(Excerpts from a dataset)
☆ ☆ ☆ ☆ ☆

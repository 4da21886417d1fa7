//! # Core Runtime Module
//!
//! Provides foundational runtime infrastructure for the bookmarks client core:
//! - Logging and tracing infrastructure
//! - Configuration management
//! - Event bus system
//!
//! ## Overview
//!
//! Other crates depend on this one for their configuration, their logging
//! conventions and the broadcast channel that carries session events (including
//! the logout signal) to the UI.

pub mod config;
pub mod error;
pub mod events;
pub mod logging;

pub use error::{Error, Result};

☆ ☆ ☆ ☆ ☆

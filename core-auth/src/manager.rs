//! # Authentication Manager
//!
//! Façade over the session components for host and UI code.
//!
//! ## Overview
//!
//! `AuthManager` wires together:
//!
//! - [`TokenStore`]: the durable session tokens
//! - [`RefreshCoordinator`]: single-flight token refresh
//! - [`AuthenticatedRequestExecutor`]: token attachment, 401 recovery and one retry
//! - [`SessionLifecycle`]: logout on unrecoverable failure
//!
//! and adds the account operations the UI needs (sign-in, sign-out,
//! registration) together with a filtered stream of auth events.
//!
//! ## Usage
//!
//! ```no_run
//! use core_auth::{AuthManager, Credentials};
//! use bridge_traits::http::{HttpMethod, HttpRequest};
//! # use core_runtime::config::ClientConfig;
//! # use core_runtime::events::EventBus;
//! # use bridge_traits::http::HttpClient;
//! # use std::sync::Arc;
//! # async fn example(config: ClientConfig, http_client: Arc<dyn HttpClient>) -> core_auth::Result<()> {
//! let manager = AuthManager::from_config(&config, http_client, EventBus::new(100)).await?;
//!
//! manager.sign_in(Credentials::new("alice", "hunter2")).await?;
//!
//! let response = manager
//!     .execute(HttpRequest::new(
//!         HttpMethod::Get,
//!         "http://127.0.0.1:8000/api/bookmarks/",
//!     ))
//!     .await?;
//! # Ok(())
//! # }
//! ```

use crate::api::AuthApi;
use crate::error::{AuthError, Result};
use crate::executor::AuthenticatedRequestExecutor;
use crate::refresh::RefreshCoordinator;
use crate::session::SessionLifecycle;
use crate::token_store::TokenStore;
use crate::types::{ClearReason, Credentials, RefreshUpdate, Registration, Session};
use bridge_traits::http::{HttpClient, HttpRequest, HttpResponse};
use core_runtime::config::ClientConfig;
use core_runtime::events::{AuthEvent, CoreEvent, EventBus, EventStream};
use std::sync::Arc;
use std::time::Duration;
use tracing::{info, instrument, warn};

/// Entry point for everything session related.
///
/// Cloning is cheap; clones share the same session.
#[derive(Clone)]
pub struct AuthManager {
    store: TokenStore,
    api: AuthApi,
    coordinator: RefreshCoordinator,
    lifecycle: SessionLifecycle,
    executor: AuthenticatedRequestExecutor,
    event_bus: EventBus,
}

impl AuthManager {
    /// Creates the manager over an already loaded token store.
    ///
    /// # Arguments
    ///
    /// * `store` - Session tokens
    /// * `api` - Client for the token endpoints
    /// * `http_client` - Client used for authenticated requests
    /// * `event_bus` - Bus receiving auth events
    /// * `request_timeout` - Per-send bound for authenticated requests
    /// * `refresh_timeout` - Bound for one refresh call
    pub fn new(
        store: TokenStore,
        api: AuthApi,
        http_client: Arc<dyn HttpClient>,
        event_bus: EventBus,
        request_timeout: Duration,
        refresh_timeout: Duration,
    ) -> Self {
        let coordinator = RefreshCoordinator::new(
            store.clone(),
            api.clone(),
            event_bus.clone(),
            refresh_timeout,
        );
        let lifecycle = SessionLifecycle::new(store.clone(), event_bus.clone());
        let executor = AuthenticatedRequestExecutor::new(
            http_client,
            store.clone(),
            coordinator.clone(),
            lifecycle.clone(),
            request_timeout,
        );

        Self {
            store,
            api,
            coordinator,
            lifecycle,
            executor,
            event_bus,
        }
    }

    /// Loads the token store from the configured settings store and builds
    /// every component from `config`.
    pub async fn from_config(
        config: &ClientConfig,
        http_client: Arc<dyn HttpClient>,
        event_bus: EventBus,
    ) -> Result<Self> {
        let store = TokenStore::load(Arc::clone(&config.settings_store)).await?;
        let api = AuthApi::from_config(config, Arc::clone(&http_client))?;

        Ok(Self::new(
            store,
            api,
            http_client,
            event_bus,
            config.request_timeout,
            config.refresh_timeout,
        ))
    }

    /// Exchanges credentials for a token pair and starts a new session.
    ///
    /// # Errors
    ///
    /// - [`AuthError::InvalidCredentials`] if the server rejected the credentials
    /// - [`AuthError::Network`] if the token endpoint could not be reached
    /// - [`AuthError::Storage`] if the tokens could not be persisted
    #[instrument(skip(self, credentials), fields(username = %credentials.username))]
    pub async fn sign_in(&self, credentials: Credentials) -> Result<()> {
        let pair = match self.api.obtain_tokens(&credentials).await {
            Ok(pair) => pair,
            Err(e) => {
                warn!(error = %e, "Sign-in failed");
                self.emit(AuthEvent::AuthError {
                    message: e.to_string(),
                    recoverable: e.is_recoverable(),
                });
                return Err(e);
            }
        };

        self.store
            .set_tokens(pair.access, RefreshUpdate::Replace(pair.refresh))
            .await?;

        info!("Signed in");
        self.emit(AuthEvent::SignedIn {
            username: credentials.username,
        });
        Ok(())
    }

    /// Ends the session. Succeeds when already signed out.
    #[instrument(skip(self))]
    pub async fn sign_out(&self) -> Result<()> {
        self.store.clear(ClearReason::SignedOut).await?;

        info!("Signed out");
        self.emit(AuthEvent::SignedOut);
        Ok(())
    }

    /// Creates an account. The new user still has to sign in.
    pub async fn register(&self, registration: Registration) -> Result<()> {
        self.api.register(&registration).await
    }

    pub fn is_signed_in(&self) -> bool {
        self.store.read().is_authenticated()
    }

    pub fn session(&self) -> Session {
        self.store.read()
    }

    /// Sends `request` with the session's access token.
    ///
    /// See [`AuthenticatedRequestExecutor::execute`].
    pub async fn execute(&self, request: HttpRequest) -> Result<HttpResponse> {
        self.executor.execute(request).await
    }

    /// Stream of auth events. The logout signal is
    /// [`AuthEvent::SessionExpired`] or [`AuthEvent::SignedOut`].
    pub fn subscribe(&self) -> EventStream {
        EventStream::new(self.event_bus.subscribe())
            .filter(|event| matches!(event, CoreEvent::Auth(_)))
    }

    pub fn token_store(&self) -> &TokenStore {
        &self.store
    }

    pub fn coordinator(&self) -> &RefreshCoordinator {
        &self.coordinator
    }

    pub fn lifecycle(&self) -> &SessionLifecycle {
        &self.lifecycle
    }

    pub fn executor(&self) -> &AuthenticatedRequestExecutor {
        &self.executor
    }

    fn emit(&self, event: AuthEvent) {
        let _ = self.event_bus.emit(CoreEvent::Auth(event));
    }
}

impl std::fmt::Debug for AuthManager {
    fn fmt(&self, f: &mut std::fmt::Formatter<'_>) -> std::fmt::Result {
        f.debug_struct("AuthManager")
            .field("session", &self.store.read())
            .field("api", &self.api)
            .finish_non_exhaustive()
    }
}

☆ ☆ ☆ ☆ ☆

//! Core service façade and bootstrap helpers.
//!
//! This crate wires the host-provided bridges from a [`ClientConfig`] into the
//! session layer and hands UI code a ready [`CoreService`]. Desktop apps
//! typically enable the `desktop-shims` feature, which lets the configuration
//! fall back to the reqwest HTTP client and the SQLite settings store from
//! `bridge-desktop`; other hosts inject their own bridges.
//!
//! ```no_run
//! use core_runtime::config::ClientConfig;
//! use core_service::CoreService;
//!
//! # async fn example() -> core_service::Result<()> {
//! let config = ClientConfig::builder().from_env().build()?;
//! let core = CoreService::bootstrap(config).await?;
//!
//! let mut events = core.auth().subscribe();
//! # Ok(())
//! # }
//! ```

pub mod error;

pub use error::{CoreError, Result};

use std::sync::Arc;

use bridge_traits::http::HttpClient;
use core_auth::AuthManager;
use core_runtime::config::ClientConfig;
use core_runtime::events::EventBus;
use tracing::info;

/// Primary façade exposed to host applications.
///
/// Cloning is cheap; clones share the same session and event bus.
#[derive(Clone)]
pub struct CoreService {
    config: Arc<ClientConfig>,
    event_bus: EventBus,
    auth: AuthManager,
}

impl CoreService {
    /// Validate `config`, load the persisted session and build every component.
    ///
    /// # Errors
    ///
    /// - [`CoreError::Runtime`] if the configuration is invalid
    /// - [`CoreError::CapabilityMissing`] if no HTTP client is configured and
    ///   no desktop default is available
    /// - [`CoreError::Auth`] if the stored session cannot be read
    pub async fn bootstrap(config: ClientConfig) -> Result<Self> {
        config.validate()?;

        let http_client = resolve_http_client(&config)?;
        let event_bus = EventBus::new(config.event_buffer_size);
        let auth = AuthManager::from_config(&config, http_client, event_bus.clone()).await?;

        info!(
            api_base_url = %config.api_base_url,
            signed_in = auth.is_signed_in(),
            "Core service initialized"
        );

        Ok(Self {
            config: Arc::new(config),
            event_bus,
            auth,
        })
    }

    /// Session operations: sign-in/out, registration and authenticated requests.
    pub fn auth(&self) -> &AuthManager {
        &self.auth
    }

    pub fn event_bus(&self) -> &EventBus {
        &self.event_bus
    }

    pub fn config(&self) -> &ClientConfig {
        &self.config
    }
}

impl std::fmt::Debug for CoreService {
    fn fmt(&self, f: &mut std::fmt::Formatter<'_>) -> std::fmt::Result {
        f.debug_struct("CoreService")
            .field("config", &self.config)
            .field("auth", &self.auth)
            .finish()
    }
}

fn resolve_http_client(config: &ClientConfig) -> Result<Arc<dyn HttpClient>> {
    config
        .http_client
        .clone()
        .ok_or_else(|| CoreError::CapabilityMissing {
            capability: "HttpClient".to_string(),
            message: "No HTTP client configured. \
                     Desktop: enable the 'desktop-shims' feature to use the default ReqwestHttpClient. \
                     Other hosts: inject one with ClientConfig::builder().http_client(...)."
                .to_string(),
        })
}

☆ ☆ ☆ ☆ ☆

- TASK GOAL
Count up the lines of the data that include "bookmarks". Reply with a number only.

- PROBLEM SOLUTION
2